This post is based on a video on YouTube by Alex the Analyst. Thanks Alex.
Learn with YouTube
Alex the Analyst has a very good video on YouTube that describes some data cleaning tasks on a small dataset of people who have id numbers, first and last names, phone numbers, address and a couple more columns. There are only 20 rows so that we can see the entire dataset on one page. I like that. The video is called Data Cleaning in Pandas | Python Pandas Tutorials.
Other Videos
The video is called Data Analyst Portfolio Project | Data Cleaning in SQL | Project 3/4. This is project 3 of 4 projects. Where is the data? It’s over at Github and it’s Nashville Housing Data. The YouTube video has the link as well. The video is almost 55 minutes long.
For your information, Alex’s first project is called Data Analyst Portfolio Project | SQL Data Exploration | Project 1/4. It’s COVID data.

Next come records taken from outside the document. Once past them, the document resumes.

use thiserror::Error;

#[derive(Error, Debug)]
pub enum AppError {
    #[error("Database error: {0}")]
    Database(String),

    #[error("Too many requests. Please slow down.")]
    RateLimited,

    #[error("Invalid credentials")]
    InvalidCredentials,

    #[error("Invalid input: {0}")]
    InvalidInput(String),

    #[error("Not found")]
    NotFound,

    #[error("Conflict: {0}")]
    Conflict(String),

    #[error("Forbidden")]
    Forbidden,

    #[error("Invalid state: {0}")]
    InvalidState(String),

    #[error("Invalid transition: {from} -> {to}")]
    InvalidTransition { from: String, to: String },

    #[error("Service unavailable")]
    ServiceUnavailable,

    #[error("Internal error: {0}")]
    Internal(String),
}

impl AppError {
    pub fn invalid_transition(from: impl Into<String>, to: impl Into<String>) -> Self {
        AppError::InvalidTransition {
            from: from.into(),
            to: to.into(),
        }
    }
}

#[derive(Clone, Copy, Debug)]
pub enum ErrorCode {
    DatabaseError,
    InvalidCredentials,
    RateLimited,
    InvalidInput,
    NotFound,
    Conflict,
    Forbidden,
    InvalidState,
    InvalidTransition,
    ServiceUnavailable,
    InternalError,
}

impl ErrorCode {
    pub fn as_str(&self) -> &'static str {
        match self {
            ErrorCode::DatabaseError => "DATABASE_ERROR",
            ErrorCode::InvalidCredentials => "INVALID_CREDENTIALS",
            ErrorCode::RateLimited => "RATE_LIMITED",
            ErrorCode::InvalidInput => "INVALID_INPUT",
            ErrorCode::NotFound => "NOT_FOUND",
            ErrorCode::Conflict => "CONFLICT",
            ErrorCode::Forbidden => "FORBIDDEN",
            ErrorCode::InvalidState => "INVALID_STATE",
            ErrorCode::InvalidTransition => "INVALID_TRANSITION",
            ErrorCode::ServiceUnavailable => "SERVICE_UNAVAILABLE",
            ErrorCode::InternalError => "INTERNAL_ERROR",
        }
    }
}

pub type AppResult<T> = Result<T, AppError>;
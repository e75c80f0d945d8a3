use uuid::Uuid;

#[derive(Debug, Clone, Copy, PartialEq, Eq)]
pub enum InquiryStatus {
    PendingReview,
    Approved,
    Rejected,
    ChangesRequested,
}

impl InquiryStatus {
    pub fn as_str(&self) -> &'static str {
        match self {
            InquiryStatus::PendingReview => "pending_review",
            InquiryStatus::Approved => "approved",
            InquiryStatus::Rejected => "rejected",
            InquiryStatus::ChangesRequested => "changes_requested",
        }
    }

    pub fn from_str(s: &str) -> Self {
        match s {
            "approved" => InquiryStatus::Approved,
            "rejected" => InquiryStatus::Rejected,
            "changes_requested" => InquiryStatus::ChangesRequested,
            _ => InquiryStatus::PendingReview,
        }
    }

    /// Approve and Reject are one-time terminal moderation outcomes.
    pub fn is_terminal(&self) -> bool {
        matches!(self, InquiryStatus::Approved | InquiryStatus::Rejected)
    }

    /// Whether an admin may still act on this inquiry.
    pub fn is_moderatable(&self) -> bool {
        matches!(self, InquiryStatus::PendingReview)
    }
}

/// Admin decision on a buyer inquiry.
#[derive(Debug, Clone, Copy, PartialEq, Eq, serde::Deserialize, serde::Serialize)]
#[serde(rename_all = "snake_case")]
pub enum InquiryModerationAction {
    Approve,
    Reject,
    RequestChanges,
}

impl InquiryModerationAction {
    pub fn resulting_status(&self) -> InquiryStatus {
        match self {
            InquiryModerationAction::Approve => InquiryStatus::Approved,
            InquiryModerationAction::Reject => InquiryStatus::Rejected,
            InquiryModerationAction::RequestChanges => InquiryStatus::ChangesRequested,
        }
    }
}

#[derive(Debug, Clone)]
pub struct Inquiry {
    pub id: Uuid,
    pub listing_id: Uuid,
    pub buyer_id: Uuid,
    pub buyer_name: String,
    pub buyer_email: String,
    pub buyer_phone: Option<String>,
    pub budget_range: Option<String>,
    pub timeline: Option<String>,
    pub message: String,
    pub status: InquiryStatus,
    pub moderation_notes: Option<String>,
    pub created_at: Option<chrono::NaiveDateTime>,
    pub updated_at: Option<chrono::NaiveDateTime>,
}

The second one is called Data Analyst Portfolio Project | Tableau Visualization | Project 2/4. This second project is about Tableau (visualizations). The second one is also Covid data. The fourth project is about Python. Your project gets uploaded to GitHub. The dataset is a movie dataset from Kaggle.
There are a number of queries that Alex used in this video project number 3, that goes beyond the basic SELECT FROM WHERE ORDER BY query. What are they? He used CONVERT for the dates. He used a self-join and aliased the tables. UPDATE SET. SUBSTRING. CHARINDEX. Count. Removed duplicates using ROW_NUMBER PARTITION BY ORDER BY in a CTE. ALTER TABLE DROP COLUMN.
Some of these skills mentioned above are above Junior Data Analyst and would be mid-level Data Analyst. The mid-level Data Analyst will know SQL window functions, temporary tables, CTEs, stored procedures and things like these.